Bientôt un orage de boulons, de tire-fonds, de morceaux d'acier s'abat sur la première section engagée.

Elle doit se replier. Mais le commandant a mis à profit la fixation des manifestants pour franchir une passerelle non gardée, contourner et enlever une première barricade moins résistante, et acculer les grévistes vers le fond de l'enceinte du puits. La charge des C.R.S. s'arrête à un mètre d'eux, toute violence étant inutile. La relative facilité qui a marqué le déroulement de l'opération incite l'autorité d'emploi à partager la C.R.S. en deux, la première moitié surveillant le puits Ricard, deux autres sections étant chargées d'aller, â quelques kilomètres de là, investir le puits Laval occupé par une poignée de grévistes. Le lieutenant Matheu est chargé de la seconde opération.

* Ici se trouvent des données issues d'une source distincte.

use super::error::EngineError;
use super::parametric::ParameterSet;
use crate::core::models::beam::Beam;
use crate::core::models::geometry::Geometry;
use crate::core::models::ids::{BeamId, SphereId};
use crate::core::models::job::CustomLatticeJob;
use crate::core::models::parametric::{ElementField, ParameterPath};
use serde::Serialize;
use tracing::{trace, warn};

pub const DEFAULT_SAFETY_FACTOR: f64 = 0.99;
/// Radius substituted for a sphere that no parameter resolved.
pub const FALLBACK_SPHERE_RADIUS: f64 = 1.0;
/// Thickness substituted for a beam that no parameter resolved.
pub const FALLBACK_BEAM_THICKNESS: f64 = 0.5;

#[derive(Debug, Clone, PartialEq, Serialize)]
pub struct SphereData {
    pub id: SphereId,
    pub position: [f64; 3],
    pub radius: f64,
    pub ratio: f64,
}

#[derive(Debug, Clone, PartialEq, Serialize)]
pub struct BeamData {
    pub id: BeamId,
    pub endpoint1_index: usize,
    pub endpoint2_index: usize,
    pub thickness: f64,
    pub ratio: f64,
}

/// Fully resolved, render-ready geometry values.
#[derive(Debug, Clone, PartialEq, Serialize)]
pub struct GeometryData {
    pub lattice_constant: f64,
    pub unit_cell_size: [f64; 3],
    pub spheres: Vec<SphereData>,
    pub beams: Vec<BeamData>,
}

#[derive(Debug, Clone, Copy, PartialEq, Eq)]
pub enum ElementRef {
    Sphere(SphereId),
    Beam(BeamId),
}

/// Record of a fallback value substituted for an unresolved radius or thickness.
#[derive(Debug, Clone, Copy, PartialEq)]
pub struct Fallback {
    pub element: ElementRef,
    pub value: f64,
}

/// The outcome of applying one parameter set.
///
/// `geometry` keeps `None` for every value no parameter resolved, so validation still
/// sees what is missing. `data` has fallbacks substituted and is what gets rendered.
#[derive(Debug, Clone, PartialEq)]
pub struct ResolvedGeometry {
    pub geometry: Geometry,
    pub data: GeometryData,
    pub fallbacks: Vec<Fallback>,
}

/// Applies parameter sets to copies of a base geometry.
///
/// Values derived from a global parameter are scaled by the element ratio and the
/// safety factor. Literal indexed values are applied unchanged.
#[derive(Debug, Clone, Copy, PartialEq)]
pub struct GeometryBuilder {
    pub safety_factor: f64,
}

impl Default for GeometryBuilder {
    fn default() -> Self {
        Self {
            safety_factor: DEFAULT_SAFETY_FACTOR,
        }
    }
}

impl GeometryBuilder {
    pub fn new(safety_factor: f64) -> Self {
        Self { safety_factor }
    }

    /// Returns a copy of `base` with the parameters of `params` applied.
    ///
    /// Order: global values first, then indexed ratios, then indexed literals. An indexed
    /// literal therefore always wins for its element, whatever the declaration order.
    pub fn apply_parameters(&self, base: &Geometry, params: &ParameterSet) -> Geometry {
        let mut geometry = base.clone();
        let sf = self.safety_factor;
        let global_radius = params.get(&ParameterPath::Global(ElementField::SphereRadius));
        let global_thickness = params.get(&ParameterPath::Global(ElementField::BeamThickness));

        if let Some(radius) = global_radius {
            for sphere in &mut geometry.spheres {
                sphere.radius = Some(radius * sphere.ratio * sf);
            }
        }
        if let Some(thickness) = global_thickness {
            for beam in &mut geometry.beams {
                beam.thickness = Some(thickness * beam.ratio * sf);
            }
        }

        let indexed = params.parameters.iter().filter_map(|(path, value)| match path {
            ParameterPath::Indexed(index, field) => Some((*index, *field, *value)),
            ParameterPath::Global(_) => None,
        });
        let (ratios, literals): (Vec<_>, Vec<_>) =
            indexed.partition(|(_, field, _)| field.is_ratio());

        for (index, field, value) in ratios.into_iter().chain(literals) {
            if !self.apply_indexed(&mut geometry, index, field, value, global_radius, global_thickness) {
                warn!(
                    parameter = %ParameterPath::Indexed(index, field),
                    "Indexed parameter addresses no element; ignored."
                );
            }
        }

        geometry
    }

    fn apply_indexed(
        &self,
        geometry: &mut Geometry,
        index: usize,
        field: ElementField,
        value: f64,
        global_radius: Option<f64>,
        global_thickness: Option<f64>,
    ) -> bool {
        let sf = self.safety_factor;
        let applied = match field {
            ElementField::SphereRatio => geometry.spheres.get_mut(index).map(|sphere| {
                sphere.ratio = value;
                if let Some(radius) = global_radius {
                    sphere.radius = Some(radius * value * sf);
                }
            }),
            ElementField::SphereRadius => geometry
                .spheres
                .get_mut(index)
                .map(|sphere| sphere.radius = Some(value)),
            ElementField::BeamRatio => geometry.beams.get_mut(index).map(|beam| {
                beam.ratio = value;
                if let Some(thickness) = global_thickness {
                    beam.thickness = Some(thickness * value * sf);
                }
            }),
            ElementField::BeamThickness => geometry
                .beams
                .get_mut(index)
                .map(|beam| beam.thickness = Some(value)),
        };
        applied.is_some()
    }

    /// Resolves a beam's endpoint sphere ids to positions in `geometry.spheres`.
    pub fn beam_endpoint_indices(
        geometry: &Geometry,
        beam: &Beam,
    ) -> Result<(usize, usize), EngineError> {
        let lookup = |sphere_id: SphereId| {
            geometry
                .sphere_index(sphere_id)
                .ok_or(EngineError::EndpointNotFound {
                    beam_id: beam.id,
                    sphere_id,
                })
        };
        Ok((lookup(beam.endpoints[0])?, lookup(beam.endpoints[1])?))
    }

    /// Resolves `params` against the job's geometry into render-ready data.
    ///
    /// Unresolved values are replaced by [`FALLBACK_SPHERE_RADIUS`] and
    /// [`FALLBACK_BEAM_THICKNESS`] and recorded in [`ResolvedGeometry::fallbacks`].
    ///
    /// # Errors
    ///
    /// Returns [`EngineError::EndpointNotFound`] if a beam references a sphere id absent
    /// from the geometry.
    pub fn build_geometry_data(
        &self,
        job: &CustomLatticeJob,
        params: &ParameterSet,
    ) -> Result<ResolvedGeometry, EngineError> {
        let geometry = self.apply_parameters(&job.geometry, params);
        let mut fallbacks = Vec::new();

        let mut spheres = Vec::with_capacity(geometry.spheres.len());
        for sphere in &geometry.spheres {
            let radius = sphere.radius.unwrap_or_else(|| {
                fallbacks.push(Fallback {
                    element: ElementRef::Sphere(sphere.id),
                    value: FALLBACK_SPHERE_RADIUS,
                });
                FALLBACK_SPHERE_RADIUS
            });
            spheres.push(SphereData {
                id: sphere.id,
                position: [sphere.position.x, sphere.position.y, sphere.position.z],
                radius,
                ratio: sphere.ratio,
            });
        }

        let mut beams = Vec::with_capacity(geometry.beams.len());
        for beam in &geometry.beams {
            let (endpoint1_index, endpoint2_index) = Self::beam_endpoint_indices(&geometry, beam)?;
            let thickness = beam.thickness.unwrap_or_else(|| {
                fallbacks.push(Fallback {
                    element: ElementRef::Beam(beam.id),
                    value: FALLBACK_BEAM_THICKNESS,
                });
                FALLBACK_BEAM_THICKNESS
            });
            beams.push(BeamData {
                id: beam.id,
                endpoint1_index,
                endpoint2_index,
                thickness,
                ratio: beam.ratio,
            });
        }

        trace!(
            job_id = %params.job_id,
            fallbacks = fallbacks.len(),
            "Resolved geometry data."
        );

        let data = GeometryData {
            lattice_constant: geometry.lattice_constant,
            unit_cell_size: job.job.unit_cell_size,
            spheres,
            beams,
        };
        Ok(ResolvedGeometry {
            geometry,
            data,
            fallbacks,
        })
    }
}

Cette stratégie peu orthodoxe aura des conséquences tout â fait néfastes.

En effet, le mouvement n'est pas passé inaperçu. On sait que Ricard n'est plus gardé aussi efficacement, les militaires du Génie ne paraissant pas compter beaucoup dans les préoccupations des grévistes depuis peu expulsés. Ces derniers ont battu le rappel des bonnes volontés â La Grand-Combe et dans ses environs...

Ils sont bientôt deux mille à forcer les accès que ne peuvent leur interdire les deux sections restées avec Viot.

L'envahissement est général et le rapport des forces est dérisoire : à soixante-dix contre deux mille, il n'y a plus rien à faire lorsqu'on en arrive au corps â corps dans un espace aussi large.

Les émeutiers surgissent de toutes parts, armés de barres à mine, de manches de pioches, de pics, de limes. Les témoins diront qu'ils étaient « fous de rage », frappant leurs victimes après les avoir désarmées.

Le commandant Viot tente un repli qui s'avère impossible.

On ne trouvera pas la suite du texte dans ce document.